Provided information —
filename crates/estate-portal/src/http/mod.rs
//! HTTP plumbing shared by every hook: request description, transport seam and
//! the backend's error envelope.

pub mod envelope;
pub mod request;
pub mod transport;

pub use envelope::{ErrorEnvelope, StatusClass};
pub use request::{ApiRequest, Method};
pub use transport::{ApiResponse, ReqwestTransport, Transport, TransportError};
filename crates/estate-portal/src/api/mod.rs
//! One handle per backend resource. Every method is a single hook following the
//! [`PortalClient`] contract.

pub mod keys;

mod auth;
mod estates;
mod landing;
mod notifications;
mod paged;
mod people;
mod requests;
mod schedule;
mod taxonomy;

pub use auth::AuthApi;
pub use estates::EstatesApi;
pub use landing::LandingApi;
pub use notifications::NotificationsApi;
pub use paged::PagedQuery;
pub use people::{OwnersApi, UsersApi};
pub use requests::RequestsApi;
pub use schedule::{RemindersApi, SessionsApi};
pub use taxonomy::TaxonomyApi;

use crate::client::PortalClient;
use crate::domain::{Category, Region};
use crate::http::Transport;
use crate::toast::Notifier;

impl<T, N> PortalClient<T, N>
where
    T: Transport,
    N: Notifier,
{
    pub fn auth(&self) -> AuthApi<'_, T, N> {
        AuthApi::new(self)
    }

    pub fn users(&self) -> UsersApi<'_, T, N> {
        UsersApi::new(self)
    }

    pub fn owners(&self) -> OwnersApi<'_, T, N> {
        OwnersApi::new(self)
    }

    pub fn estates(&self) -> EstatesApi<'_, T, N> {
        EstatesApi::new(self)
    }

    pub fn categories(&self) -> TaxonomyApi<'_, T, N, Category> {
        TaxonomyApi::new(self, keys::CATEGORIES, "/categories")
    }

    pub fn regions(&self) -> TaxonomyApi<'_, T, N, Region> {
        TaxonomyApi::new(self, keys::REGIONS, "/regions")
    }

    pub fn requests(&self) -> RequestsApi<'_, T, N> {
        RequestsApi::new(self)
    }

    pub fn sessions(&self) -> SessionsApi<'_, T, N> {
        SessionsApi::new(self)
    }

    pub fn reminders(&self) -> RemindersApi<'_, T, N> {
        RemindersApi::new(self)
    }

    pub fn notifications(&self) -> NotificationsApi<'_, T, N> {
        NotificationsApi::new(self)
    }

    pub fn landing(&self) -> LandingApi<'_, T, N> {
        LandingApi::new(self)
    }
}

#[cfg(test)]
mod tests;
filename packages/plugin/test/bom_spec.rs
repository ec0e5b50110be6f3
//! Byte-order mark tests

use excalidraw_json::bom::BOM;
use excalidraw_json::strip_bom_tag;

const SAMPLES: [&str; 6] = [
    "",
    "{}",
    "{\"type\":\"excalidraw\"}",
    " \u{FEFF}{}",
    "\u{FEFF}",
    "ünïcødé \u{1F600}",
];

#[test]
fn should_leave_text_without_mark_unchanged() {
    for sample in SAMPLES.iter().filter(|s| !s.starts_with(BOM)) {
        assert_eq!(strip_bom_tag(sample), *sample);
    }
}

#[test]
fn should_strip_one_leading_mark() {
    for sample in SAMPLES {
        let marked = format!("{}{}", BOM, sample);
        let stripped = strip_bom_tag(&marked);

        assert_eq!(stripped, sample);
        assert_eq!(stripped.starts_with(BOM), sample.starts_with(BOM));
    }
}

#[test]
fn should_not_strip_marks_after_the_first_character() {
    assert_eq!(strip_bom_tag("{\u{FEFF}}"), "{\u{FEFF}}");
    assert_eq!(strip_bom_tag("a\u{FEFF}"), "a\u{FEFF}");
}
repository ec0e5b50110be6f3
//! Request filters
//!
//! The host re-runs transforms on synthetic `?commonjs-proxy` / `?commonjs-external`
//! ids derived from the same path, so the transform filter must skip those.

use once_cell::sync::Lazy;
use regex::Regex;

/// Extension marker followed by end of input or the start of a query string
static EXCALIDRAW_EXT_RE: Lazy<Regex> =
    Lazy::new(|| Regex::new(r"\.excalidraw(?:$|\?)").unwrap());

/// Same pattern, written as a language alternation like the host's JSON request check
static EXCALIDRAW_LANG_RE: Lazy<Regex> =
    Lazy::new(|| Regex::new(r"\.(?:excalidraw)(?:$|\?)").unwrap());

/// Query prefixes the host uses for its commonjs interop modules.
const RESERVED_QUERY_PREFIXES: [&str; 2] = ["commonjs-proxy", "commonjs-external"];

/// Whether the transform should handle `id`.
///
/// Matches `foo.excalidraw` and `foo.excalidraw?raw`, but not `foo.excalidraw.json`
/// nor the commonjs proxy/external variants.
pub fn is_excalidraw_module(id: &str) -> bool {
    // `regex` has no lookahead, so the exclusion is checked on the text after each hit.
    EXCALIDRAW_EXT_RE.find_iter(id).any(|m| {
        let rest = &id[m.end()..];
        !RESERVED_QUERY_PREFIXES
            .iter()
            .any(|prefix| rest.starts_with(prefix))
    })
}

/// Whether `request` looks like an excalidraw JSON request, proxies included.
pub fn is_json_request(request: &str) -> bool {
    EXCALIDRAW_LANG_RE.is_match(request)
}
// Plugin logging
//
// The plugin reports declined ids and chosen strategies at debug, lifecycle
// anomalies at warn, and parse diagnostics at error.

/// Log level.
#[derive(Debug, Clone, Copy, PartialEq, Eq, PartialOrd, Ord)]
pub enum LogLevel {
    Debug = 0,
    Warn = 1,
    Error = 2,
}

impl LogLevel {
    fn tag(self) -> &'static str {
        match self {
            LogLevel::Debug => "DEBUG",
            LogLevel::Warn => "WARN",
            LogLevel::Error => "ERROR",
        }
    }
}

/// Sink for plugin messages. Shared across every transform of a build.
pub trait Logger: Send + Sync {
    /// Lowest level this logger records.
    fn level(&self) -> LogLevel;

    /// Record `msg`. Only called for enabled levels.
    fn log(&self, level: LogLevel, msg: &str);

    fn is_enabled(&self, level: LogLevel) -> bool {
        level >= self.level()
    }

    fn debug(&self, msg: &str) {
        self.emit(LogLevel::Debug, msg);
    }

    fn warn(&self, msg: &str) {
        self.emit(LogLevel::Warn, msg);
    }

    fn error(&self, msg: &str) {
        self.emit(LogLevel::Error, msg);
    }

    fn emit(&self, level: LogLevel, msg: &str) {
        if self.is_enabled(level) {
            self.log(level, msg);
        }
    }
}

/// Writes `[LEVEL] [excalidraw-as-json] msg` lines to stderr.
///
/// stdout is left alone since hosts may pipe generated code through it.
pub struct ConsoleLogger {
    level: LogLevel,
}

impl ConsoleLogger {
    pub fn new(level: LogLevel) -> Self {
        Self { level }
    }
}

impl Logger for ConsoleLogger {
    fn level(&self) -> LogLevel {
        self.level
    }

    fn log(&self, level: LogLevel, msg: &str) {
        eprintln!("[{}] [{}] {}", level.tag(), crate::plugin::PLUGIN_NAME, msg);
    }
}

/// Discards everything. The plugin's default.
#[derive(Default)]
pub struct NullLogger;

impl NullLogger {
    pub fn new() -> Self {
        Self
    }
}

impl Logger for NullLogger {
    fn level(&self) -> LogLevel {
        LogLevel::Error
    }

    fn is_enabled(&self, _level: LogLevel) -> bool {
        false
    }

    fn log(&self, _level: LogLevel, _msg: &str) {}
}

...

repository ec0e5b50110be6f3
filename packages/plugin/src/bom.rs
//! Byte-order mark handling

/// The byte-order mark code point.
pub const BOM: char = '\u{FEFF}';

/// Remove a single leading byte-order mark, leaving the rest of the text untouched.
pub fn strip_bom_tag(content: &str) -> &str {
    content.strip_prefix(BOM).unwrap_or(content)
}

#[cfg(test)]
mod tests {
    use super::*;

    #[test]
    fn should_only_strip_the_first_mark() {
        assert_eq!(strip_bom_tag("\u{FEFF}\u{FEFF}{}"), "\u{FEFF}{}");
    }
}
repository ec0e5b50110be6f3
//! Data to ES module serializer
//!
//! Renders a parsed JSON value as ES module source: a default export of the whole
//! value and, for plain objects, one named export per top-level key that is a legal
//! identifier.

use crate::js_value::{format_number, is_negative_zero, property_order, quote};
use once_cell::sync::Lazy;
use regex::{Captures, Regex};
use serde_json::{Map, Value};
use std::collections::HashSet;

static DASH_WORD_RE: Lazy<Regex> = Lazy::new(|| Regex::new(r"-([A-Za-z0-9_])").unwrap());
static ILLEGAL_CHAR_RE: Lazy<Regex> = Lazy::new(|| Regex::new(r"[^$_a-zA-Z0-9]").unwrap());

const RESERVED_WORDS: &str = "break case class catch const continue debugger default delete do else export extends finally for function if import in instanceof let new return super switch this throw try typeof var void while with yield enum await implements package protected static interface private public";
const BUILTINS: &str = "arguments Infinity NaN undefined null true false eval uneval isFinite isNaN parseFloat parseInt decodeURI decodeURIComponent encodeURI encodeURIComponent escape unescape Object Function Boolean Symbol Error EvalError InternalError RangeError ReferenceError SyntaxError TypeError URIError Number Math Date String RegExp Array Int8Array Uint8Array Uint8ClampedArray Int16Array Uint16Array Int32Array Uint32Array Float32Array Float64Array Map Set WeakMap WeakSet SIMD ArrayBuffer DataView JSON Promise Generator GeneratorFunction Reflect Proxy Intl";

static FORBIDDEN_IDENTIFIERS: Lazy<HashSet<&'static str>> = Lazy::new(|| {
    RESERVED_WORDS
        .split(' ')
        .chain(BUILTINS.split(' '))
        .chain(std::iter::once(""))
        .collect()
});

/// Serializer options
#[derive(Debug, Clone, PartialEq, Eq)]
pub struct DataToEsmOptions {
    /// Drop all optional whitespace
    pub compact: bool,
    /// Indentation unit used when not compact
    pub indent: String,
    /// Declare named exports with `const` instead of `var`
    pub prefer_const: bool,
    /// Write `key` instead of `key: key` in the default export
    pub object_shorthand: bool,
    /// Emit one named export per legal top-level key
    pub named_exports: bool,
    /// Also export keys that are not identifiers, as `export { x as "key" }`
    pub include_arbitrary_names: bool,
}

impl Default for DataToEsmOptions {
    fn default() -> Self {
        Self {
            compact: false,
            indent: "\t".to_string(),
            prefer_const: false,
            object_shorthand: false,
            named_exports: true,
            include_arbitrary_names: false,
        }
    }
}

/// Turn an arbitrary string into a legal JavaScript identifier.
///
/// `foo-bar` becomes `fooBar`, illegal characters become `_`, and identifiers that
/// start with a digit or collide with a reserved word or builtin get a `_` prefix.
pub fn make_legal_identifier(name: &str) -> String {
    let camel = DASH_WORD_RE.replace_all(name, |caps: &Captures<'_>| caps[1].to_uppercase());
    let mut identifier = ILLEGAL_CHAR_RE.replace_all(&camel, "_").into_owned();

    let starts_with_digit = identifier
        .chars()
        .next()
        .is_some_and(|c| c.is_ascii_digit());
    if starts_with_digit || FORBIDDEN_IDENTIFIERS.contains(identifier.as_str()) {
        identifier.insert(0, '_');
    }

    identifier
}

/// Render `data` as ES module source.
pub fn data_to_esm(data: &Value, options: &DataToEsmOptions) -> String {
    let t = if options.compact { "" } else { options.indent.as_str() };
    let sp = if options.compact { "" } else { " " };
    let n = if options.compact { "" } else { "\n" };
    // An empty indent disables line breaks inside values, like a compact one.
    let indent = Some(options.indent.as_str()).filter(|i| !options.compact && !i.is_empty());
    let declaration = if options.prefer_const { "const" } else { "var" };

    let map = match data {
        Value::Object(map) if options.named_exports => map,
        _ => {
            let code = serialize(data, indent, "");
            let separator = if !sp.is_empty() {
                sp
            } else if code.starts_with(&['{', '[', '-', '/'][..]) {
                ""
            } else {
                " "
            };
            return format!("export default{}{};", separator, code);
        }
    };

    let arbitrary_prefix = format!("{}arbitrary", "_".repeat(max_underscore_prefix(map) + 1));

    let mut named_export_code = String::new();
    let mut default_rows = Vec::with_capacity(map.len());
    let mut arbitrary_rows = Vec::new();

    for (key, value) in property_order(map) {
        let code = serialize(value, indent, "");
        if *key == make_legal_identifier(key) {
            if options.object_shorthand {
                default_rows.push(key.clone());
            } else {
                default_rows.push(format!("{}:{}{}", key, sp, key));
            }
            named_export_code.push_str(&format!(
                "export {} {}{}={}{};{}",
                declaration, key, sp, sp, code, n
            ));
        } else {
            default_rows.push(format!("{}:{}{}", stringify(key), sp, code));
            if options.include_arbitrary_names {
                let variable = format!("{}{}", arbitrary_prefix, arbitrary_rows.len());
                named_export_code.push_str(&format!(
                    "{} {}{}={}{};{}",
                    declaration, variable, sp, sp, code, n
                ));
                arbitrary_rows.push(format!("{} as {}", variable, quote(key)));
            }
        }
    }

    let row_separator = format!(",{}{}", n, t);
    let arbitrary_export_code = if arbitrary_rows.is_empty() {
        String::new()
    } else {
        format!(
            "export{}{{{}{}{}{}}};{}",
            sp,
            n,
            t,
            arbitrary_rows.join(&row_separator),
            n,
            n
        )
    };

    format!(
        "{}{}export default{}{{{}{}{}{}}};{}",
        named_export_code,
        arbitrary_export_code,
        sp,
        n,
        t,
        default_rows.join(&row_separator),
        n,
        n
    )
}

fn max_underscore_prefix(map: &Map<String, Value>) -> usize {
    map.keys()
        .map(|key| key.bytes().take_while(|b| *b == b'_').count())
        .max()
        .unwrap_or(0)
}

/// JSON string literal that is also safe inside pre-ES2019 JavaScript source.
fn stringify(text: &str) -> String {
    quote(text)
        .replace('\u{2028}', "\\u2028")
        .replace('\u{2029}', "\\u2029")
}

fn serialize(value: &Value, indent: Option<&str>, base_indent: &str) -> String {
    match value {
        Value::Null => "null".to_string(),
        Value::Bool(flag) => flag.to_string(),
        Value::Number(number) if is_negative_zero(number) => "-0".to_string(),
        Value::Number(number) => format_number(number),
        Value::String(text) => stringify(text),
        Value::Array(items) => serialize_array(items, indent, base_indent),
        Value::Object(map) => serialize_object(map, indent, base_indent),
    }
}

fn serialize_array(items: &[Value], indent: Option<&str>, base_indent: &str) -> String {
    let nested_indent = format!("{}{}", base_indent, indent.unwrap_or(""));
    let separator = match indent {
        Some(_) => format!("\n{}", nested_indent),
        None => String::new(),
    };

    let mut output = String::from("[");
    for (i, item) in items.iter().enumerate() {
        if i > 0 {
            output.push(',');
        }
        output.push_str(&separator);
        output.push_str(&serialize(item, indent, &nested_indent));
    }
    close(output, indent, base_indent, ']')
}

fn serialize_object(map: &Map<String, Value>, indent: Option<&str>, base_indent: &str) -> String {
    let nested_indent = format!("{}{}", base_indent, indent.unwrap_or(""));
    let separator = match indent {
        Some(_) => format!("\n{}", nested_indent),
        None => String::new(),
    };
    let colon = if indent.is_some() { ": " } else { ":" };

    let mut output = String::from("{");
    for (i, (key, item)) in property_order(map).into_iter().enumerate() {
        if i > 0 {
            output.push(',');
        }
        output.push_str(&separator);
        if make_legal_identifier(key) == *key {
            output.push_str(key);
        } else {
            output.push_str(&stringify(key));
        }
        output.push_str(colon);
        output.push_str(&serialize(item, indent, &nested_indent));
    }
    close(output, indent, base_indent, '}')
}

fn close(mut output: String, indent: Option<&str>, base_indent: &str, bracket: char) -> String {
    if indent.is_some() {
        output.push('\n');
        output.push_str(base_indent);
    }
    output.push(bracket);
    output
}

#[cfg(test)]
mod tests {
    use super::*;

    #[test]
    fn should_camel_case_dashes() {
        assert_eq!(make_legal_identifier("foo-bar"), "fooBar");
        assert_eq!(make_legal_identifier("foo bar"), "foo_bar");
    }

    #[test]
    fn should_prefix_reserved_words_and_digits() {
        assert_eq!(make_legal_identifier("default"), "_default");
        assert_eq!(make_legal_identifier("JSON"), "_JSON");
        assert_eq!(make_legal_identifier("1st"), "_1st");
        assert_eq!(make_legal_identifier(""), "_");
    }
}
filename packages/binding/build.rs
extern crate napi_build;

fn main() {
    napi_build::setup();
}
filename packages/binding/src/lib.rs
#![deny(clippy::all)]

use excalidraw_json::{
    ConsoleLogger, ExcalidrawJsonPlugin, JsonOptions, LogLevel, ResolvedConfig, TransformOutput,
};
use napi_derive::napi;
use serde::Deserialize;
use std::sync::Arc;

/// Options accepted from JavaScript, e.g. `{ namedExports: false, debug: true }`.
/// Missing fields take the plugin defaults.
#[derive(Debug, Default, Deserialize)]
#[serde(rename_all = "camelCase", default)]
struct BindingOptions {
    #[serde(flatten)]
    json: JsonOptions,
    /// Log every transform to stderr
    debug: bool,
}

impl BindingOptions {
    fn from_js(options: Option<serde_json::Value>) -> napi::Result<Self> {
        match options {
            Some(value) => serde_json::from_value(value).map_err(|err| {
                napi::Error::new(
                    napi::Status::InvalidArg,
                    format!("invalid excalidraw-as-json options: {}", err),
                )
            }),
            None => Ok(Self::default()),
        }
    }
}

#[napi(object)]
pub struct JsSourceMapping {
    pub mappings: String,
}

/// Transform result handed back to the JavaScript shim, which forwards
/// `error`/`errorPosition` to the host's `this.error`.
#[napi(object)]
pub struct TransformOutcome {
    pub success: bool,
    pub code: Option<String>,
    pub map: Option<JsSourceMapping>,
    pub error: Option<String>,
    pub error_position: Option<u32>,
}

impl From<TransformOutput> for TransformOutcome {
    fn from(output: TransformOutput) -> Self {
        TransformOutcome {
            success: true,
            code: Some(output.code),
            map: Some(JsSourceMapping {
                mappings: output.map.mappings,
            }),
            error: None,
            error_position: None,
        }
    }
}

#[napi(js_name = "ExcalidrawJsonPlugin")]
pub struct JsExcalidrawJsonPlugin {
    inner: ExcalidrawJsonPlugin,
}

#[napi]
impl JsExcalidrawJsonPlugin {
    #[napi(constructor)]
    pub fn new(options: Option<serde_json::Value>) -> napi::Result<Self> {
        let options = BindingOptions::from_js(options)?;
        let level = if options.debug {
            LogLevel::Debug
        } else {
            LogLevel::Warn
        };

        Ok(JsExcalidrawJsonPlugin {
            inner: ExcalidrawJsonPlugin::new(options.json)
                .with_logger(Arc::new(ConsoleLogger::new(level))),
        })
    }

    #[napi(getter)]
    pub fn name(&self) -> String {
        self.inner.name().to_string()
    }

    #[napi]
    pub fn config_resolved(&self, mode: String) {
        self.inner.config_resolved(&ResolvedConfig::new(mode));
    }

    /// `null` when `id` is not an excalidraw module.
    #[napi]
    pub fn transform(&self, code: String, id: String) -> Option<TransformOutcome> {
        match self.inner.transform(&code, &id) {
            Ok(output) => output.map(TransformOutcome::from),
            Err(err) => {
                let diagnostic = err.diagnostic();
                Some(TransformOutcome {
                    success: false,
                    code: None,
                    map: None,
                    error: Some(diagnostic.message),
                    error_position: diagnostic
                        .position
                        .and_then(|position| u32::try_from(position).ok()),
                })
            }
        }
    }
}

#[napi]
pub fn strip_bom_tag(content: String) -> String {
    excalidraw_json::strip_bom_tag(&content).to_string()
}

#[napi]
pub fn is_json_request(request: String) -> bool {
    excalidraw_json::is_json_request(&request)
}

What the task requires — Each line in the records above that contains the word "envelope" must be copied.

Answer to this task —
//! the backend's error envelope.
pub mod envelope;
pub use envelope::{ErrorEnvelope, StatusClass};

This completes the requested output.